Following the American Civil War Sesquicentennial with day by day writings of the time, currently 1863.

by John Beauchamp Jones

            NOVEMBER 9TH.—The President returned Saturday evening, looking pretty well. Yesterday, Sunday, he was under the necestity of reading a dispatch from Gen. Lee, announcing the surprise and capture of two brigades on the Rappahannock!

            This is a dark and gloomy day, spitting snow; while not a few are despondent from the recent disasters to our arms. It is supposed that we lost 3000 or 4000 men on Saturday. A day or two before, Gen. Echols had his brigade cut up at Lewisburg! Per contra, Brig.-Gen. W. E. Jones captured, on Saturday, at Rogerville, 850 prisoners, 4 pieces of artillery, 2 stands of colors, 60 wagons, and 1000 animals. Our loss, 2 killed and 8 wounded. So reads a dispatch from “R. Ransom, Major-Gen.”

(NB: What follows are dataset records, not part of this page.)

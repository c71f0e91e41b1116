//! Movement state machine.
//!
//! A [`CharacterMover`] borrows one [`CharacterAgent`] for one tick and runs
//! the physics of its current [`MovementMode`]. Everything the step needs
//! from the outside world comes in through [`MovementEnv`]: gravity sources,
//! body state, physics volumes, per-surface slope overrides and custom
//! movement modes. Collision goes through a [`CollisionQuery`].
//!
//! The mover never touches the ECS. Notifications are pushed into the
//! agent's [`MovementEvents`] and impulses for other bodies into
//! [`CharacterAgent::impulses`], both drained by the owner after the tick.
//!
//! ## Usage
//!
//! ```rust
//! use bevy::prelude::*;
//! use msg_gravity_character::prelude::*;
//!
//! let mut world = World::new();
//! let ground = world.spawn_empty().id();
//! let entity = world.spawn_empty().id();
//!
//! let scene = SceneCollision::new().with_plane(ground, Vec3::ZERO, Vec3::Y);
//! let snapshot = EnvironmentSnapshot::default();
//! let env = snapshot.env(WorldGravity::default(), &NoGravitySources, &NoBodies);
//! let settings = AgentSettings::default();
//!
//! let mut agent = CharacterAgent::new(entity, Vec3::new(0.0, 200.0, 0.0), Quat::IDENTITY, CapsuleShape::default());
//! for _ in 0..120 {
//!     CharacterMover::new(&scene, env, &settings, &mut agent).tick(1.0 / 60.0);
//! }
//! assert_eq!(agent.controller.movement_mode(), MovementMode::Walking);
//! ```

use std::collections::HashMap;
use std::fmt;
use std::sync::Arc;

use bevy::prelude::*;

use crate::backend::BodyQuery;
use crate::collision::{pull_back_hit, CapsuleShape, CollisionQuery, HitResult};
use crate::config::{ControllerConfig, InteractionConfig, OrientationConfig, SimulationTuning};
use crate::detection::{WalkableSlopeOverride, BRAKE_TO_STOP_VELOCITY, MIN_TICK_TIME};
use crate::events::{MovementEvent, MovementEvents};
use crate::gravity::{GravityField, GravitySourceProvider, WorldGravity};
use crate::impact::PhysicsImpulse;
use crate::intent::MovementIntent;
use crate::math::{plane_project, up_axis, KINDA_SMALL_NUMBER, SMALL_NUMBER};
use crate::state::{CharacterController, MovementMode};
use crate::volume::{PhysicsVolume, VolumeInfo};

mod base;
mod crouch;
mod falling;
mod flying;
mod jump;
mod modes;
mod slide;
mod swimming;
mod walking;

/// Distance kept between a penetrating capsule and the surface it is pushed
/// out of.
const PENETRATION_PULLBACK_DISTANCE: f32 = 0.125;
/// Maximum depenetration against other characters.
const MAX_DEPENETRATION_WITH_PAWN: f32 = 100.0;
/// Maximum depenetration against everything else.
const MAX_DEPENETRATION_WITH_GEOMETRY: f32 = 500.0;
/// Inflation of the overlap test run before teleporting out of penetration.
const PENETRATION_OVERLAP_CHECK_INFLATION: f32 = 0.1;
/// Velocity may exceed the speed limit by this factor before it is braked.
const OVER_VELOCITY_PERCENT: f32 = 1.01;

/// One character's state, extracted from the ECS for a tick.
#[derive(Debug, Clone)]
pub struct CharacterAgent {
    pub entity: Entity,
    /// Capsule center.
    pub location: Vec3,
    pub rotation: Quat,
    pub shape: CapsuleShape,
    pub controller: CharacterController,
    pub gravity: GravityField,
    pub intent: MovementIntent,
    pub events: MovementEvents,
    /// Impulses and forces for other bodies, applied after the tick.
    pub impulses: Vec<PhysicsImpulse>,
}

impl CharacterAgent {
    pub fn new(entity: Entity, location: Vec3, rotation: Quat, shape: CapsuleShape) -> Self {
        Self {
            entity,
            location,
            rotation,
            shape,
            controller: CharacterController::new(),
            gravity: GravityField::default(),
            intent: MovementIntent::default(),
            events: MovementEvents::default(),
            impulses: Vec::new(),
        }
    }

    pub fn with_controller(mut self, controller: CharacterController) -> Self {
        self.controller = controller;
        self
    }

    pub fn with_gravity(mut self, gravity: GravityField) -> Self {
        self.gravity = gravity;
        self
    }

    /// Capsule up axis.
    #[inline]
    pub fn up(&self) -> Vec3 {
        up_axis(self.rotation)
    }
}

/// Configuration components of one agent.
#[derive(Debug, Clone, Default)]
pub struct AgentSettings {
    pub config: ControllerConfig,
    pub orientation: OrientationConfig,
    pub interaction: InteractionConfig,
    pub tuning: SimulationTuning,
}

impl AgentSettings {
    pub fn new(config: ControllerConfig) -> Self {
        Self {
            config,
            ..default()
        }
    }

    pub fn with_orientation(mut self, orientation: OrientationConfig) -> Self {
        self.orientation = orientation;
        self
    }

    pub fn with_interaction(mut self, interaction: InteractionConfig) -> Self {
        self.interaction = interaction;
        self
    }

    pub fn with_tuning(mut self, tuning: SimulationTuning) -> Self {
        self.tuning = tuning;
        self
    }
}

/// Physics of a [`MovementMode::Custom`] sub-mode.
///
/// Implementations drive the mover directly. They get the same building
/// blocks as the built-in modes (`safe_move`, `slide_along_surface`,
/// `calc_velocity`, `find_floor`...) and may switch modes through
/// [`CharacterMover::set_movement_mode`].
pub trait CustomMovement: Send + Sync + 'static {
    fn phys_custom(&self, mover: &mut CharacterMover<'_>, sub_mode: u8, delta_time: f32, iterations: u32);
}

            There is some excitement in the city now, perhaps more than at any former period. The disaster to the “Old Guard” has put in the mouths of the croakers the famous words of Napoleon at Waterloo: “Sauce qui peat.” We have out our last reserves, and the enemy still advances. They are advancing on North Carolina, and there was some danger of the President being intercepted at Weldon. Thousands believe that Gen. Bragg is about to retire from before Grant’s army at Chattanooga. And to-day bread is selling at 50 cents per loaf—small loaf!

            And now the Assistant Secretary of War, Judge Campbell, is “allowing” men to pass to Maryland, through our lines. First, is a Rev. Mr. A. S. Sloat, a chaplain in the army. He was degraded for some offense by his own church, and his wife and children having preceded him (all being Northern born), as stated in his letter on file, he is allowed a passport to follow them. Recommended by Mr. S. R. Tucker. Second, Mr. J. L. White and Mr. Forrester are “allowed” passports to go to Maryland for ordnance stores. Recommended by Col. Gorgas. Third and lastly, “Tom Wash. Smith” is “allowed,” by the Assistant Secretary, to take fifteen boxes of tobacco to Maryland, and promises to bring back “medical stores.” Recommended by B. G. Williams, one of Gen. Winder’s detectives, and by Capt. Winder, one of the general’s sons. They bring in stores, when they return, in saddle-bags, while whole cargoes are landed at Wilmington!